Oleh : Dr. Sumartono Mulyodiharjo, S.Sos.,M.Si.,CPS.,CSES, FRAEL*
FLEXING, atau perilaku memamerkan kekayaan, pencapaian, atau status sosial, dapat memberikan dampak yang beragam tergantung pada konteks dan cara melakukannya. Di satu sisi, flexing bisa menguntungkan jika digunakan sebagai strategi untuk membangun citra atau meningkatkan kepercayaan diri. Dalam dunia bisnis atau karier, menunjukkan keberhasilan secara strategis dapat menarik perhatian dan membuka peluang baru.
Misalnya, seorang pengusaha yang memamerkan hasil kerja kerasnya melalui pencapaian tertentu dapat memotivasi orang lain dan membangun kredibilitas. Namun, di sisi lain, flexing juga dapat merugikan jika dilakukan secara berlebihan atau tanpa mempertimbangkan perasaan orang lain. Tindakan ini sering kali dianggap sombong atau tidak sensitif terhadap kondisi sosial, terutama di lingkungan yang sensitif terhadap kesenjangan ekonomi. Selain itu, flexing yang tidak autentik atau didasarkan pada pencapaian palsu dapat merusak reputasi seseorang jika kebenarannya terungkap.
Lebih jauh lagi, flexing yang berlebihan dapat menciptakan tekanan sosial atau psikologis, baik bagi individu yang melakukannya maupun bagi audiensnya. Pelaku flexing mungkin merasa terjebak dalam kebutuhan untuk terus memamerkan hal-hal yang lebih besar untuk mempertahankan citranya, sementara audiensnya mungkin merasa iri, tidak puas dengan hidup mereka, atau bahkan tertekan karena merasa tidak mampu mencapai hal serupa.
Pada akhirnya, apakah flexing menguntungkan atau merugikan sangat bergantung pada niat, cara penyampaian, dan konteks sosial di mana tindakan tersebut dilakukan. Menggunakan pencapaian untuk menginspirasi dan membangun hubungan yang positif tentu lebih bermanfaat dibandingkan dengan sekadar mencari perhatian atau validasi.

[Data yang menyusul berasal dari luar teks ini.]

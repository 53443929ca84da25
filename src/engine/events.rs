use std::future::Future;
use std::pin::Pin;
use std::sync::Arc;
use std::time::{Duration, Instant};

use chrono::{DateTime, Utc};
use dashmap::DashMap;
use serde::{Deserialize, Serialize};
use tokio::runtime::Handle;
use tokio::sync::broadcast;
use tracing::{debug, info, warn};

use crate::errors::AppError;
use crate::models::progress::ProgressEvent;

// ── Progress channel ──

/// Push side of the progress subscription channel.
pub trait ProgressPublisher: Send + Sync {
    fn publish(&self, event: ProgressEvent);
}

/// Fans progress events out to every live subscriber.
pub struct BroadcastPublisher {
    tx: broadcast::Sender<ProgressEvent>,
}

impl BroadcastPublisher {
    pub fn new(capacity: usize) -> Self {
        let (tx, _rx) = broadcast::channel(capacity.max(1));
        Self { tx }
    }

    pub fn subscribe(&self) -> broadcast::Receiver<ProgressEvent> {
        self.tx.subscribe()
    }
}

impl ProgressPublisher for BroadcastPublisher {
    fn publish(&self, event: ProgressEvent) {
        // No subscribers is not an error
        let _ = self.tx.send(event);
    }
}

// ── Job scheduler ──

/// A unit of out-of-band work. Resolves to a one-line summary.
pub type Job = Pin<Box<dyn Future<Output = Result<String, AppError>> + Send + 'static>>;

#[derive(Debug, Clone, PartialEq, Eq, Serialize, Deserialize)]
#[serde(tag = "state", rename_all = "snake_case")]
pub enum JobState {
    Running,
    Completed { summary: String },
    Failed { message: String },
}

#[derive(Debug, Clone, Serialize, Deserialize)]
pub struct JobStatus {
    pub job_id: String,
    pub name: String,
    pub state: JobState,
    pub submitted_at: DateTime<Utc>,
    pub finished_at: Option<DateTime<Utc>>,
}

/// Runs long imports detached from the caller.
pub trait JobScheduler: Send + Sync {
    /// Submit a job and return its id immediately.
    fn schedule(&self, name: &str, job: Job) -> Result<String, AppError>;

    fn status(&self, job_id: &str) -> Option<JobStatus>;
}

struct JobEntry {
    status: JobStatus,
    finished: Option<Instant>,
}

/// Spawns jobs onto a tokio runtime and tracks their outcome.
///
/// Finished jobs stay queryable for `retention`, then are swept lazily on
/// the next `schedule` or `status` call.
pub struct TokioJobScheduler {
    handle: Handle,
    jobs: Arc<DashMap<String, JobEntry>>,
    retention: Duration,
}

impl TokioJobScheduler {
    pub fn new(handle: Handle, retention: Duration) -> Self {
        Self {
            handle,
            jobs: Arc::new(DashMap::new()),
            retention,
        }
    }

    /// Bind to the runtime the caller is running on.
    pub fn from_current(retention: Duration) -> Result<Self, AppError> {
        let handle = Handle::try_current()
            .map_err(|e| AppError::Scheduler(format!("no tokio runtime: {}", e)))?;
        Ok(Self::new(handle, retention))
    }

    fn sweep_expired(&self) {
        let retention = self.retention;
        let before = self.jobs.len();
        self.jobs
            .retain(|_, job| !job.finished.is_some_and(|t| t.elapsed() >= retention));
        let evicted = before.saturating_sub(self.jobs.len());
        if evicted > 0 {
            debug!("Evicted {} expired job entries", evicted);
        }
    }
}

impl JobScheduler for TokioJobScheduler {
    fn schedule(&self, name: &str, job: Job) -> Result<String, AppError> {
        self.sweep_expired();
        let job_id = uuid::Uuid::new_v4().to_string();
        self.jobs.insert(
            job_id.clone(),
            JobEntry {
                status: JobStatus {
                    job_id: job_id.clone(),
                    name: name.to_string(),
                    state: JobState::Running,
                    submitted_at: Utc::now(),
                    finished_at: None,
                },
                finished: None,
            },
        );

        let jobs = Arc::clone(&self.jobs);
        let id = job_id.clone();
        self.handle.spawn(async move {
            let state = match job.await {
                Ok(summary) => {
                    info!("Job {} finished: {}", id, summary);
                    JobState::Completed { summary }
                }
                Err(e) => {
                    warn!("Job {} failed: {}", id, e);
                    JobState::Failed {
                        message: e.to_string(),
                    }
                }
            };
            if let Some(mut job) = jobs.get_mut(&id) {
                job.status.state = state;
                job.status.finished_at = Some(Utc::now());
                job.finished = Some(Instant::now());
            }
        });

        Ok(job_id)
    }

    fn status(&self, job_id: &str) -> Option<JobStatus> {
        self.sweep_expired();
        self.jobs.get(job_id).map(|job| job.status.clone())
    }
}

Bolehkah kita flexing? Jawabannya tergantung pada niat, konteks, dan cara melakukannya. Flexing bukanlah sesuatu yang sepenuhnya salah atau benar, tetapi lebih kepada bagaimana dampaknya terhadap diri sendiri dan orang lain. Jika dilakukan dengan tujuan positif, seperti memotivasi orang lain atau merayakan pencapaian dengan rasa syukur, flexing bisa menjadi sesuatu yang diterima dan bahkan dihargai.
Namun, penting untuk mempertimbangkan waktu, tempat, dan audiens sebelum melakukannya. Flexing yang dilakukan tanpa sensitivitas terhadap kondisi orang lain dapat dianggap tidak pantas atau menyakitkan, terutama jika dilakukan di tengah situasi sulit, seperti krisis ekonomi atau lingkungan dengan kesenjangan sosial yang besar.
Kita juga perlu introspeksi, apakah flexing itu lahir dari kebutuhan untuk menunjukkan rasa bangga atas usaha kita, atau hanya sekadar mencari validasi dan pengakuan dari orang lain. Jika motivasinya hanya untuk pamer atau menonjolkan diri, ada baiknya untuk menghindari perilaku tersebut karena bisa berdampak negatif pada hubungan sosial dan reputasi.
Artinya, flexing boleh saja selama dilakukan dengan bijak, tidak merendahkan orang lain, dan disertai dengan sikap rendah hati. Yang lebih penting adalah bagaimana kita tetap menjadi pribadi yang autentik dan menggunakan keberhasilan kita untuk membawa manfaat bagi orang lain.
Flexing, atau memamerkan pencapaian, dapat membawa keberkahan atau kemudharatan tergantung pada cara dan niat di baliknya. Flexing yang mendatangkan keberkahan biasanya dilakukan dengan tujuan positif, seperti menginspirasi, memotivasi, atau berbagi kebahagiaan dengan orang lain. Sebaliknya, flexing yang dilakukan secara berlebihan, tanpa empati, atau hanya untuk mencari perhatian sering kali membawa kemudharatan, baik bagi pelaku maupun orang di sekitarnya.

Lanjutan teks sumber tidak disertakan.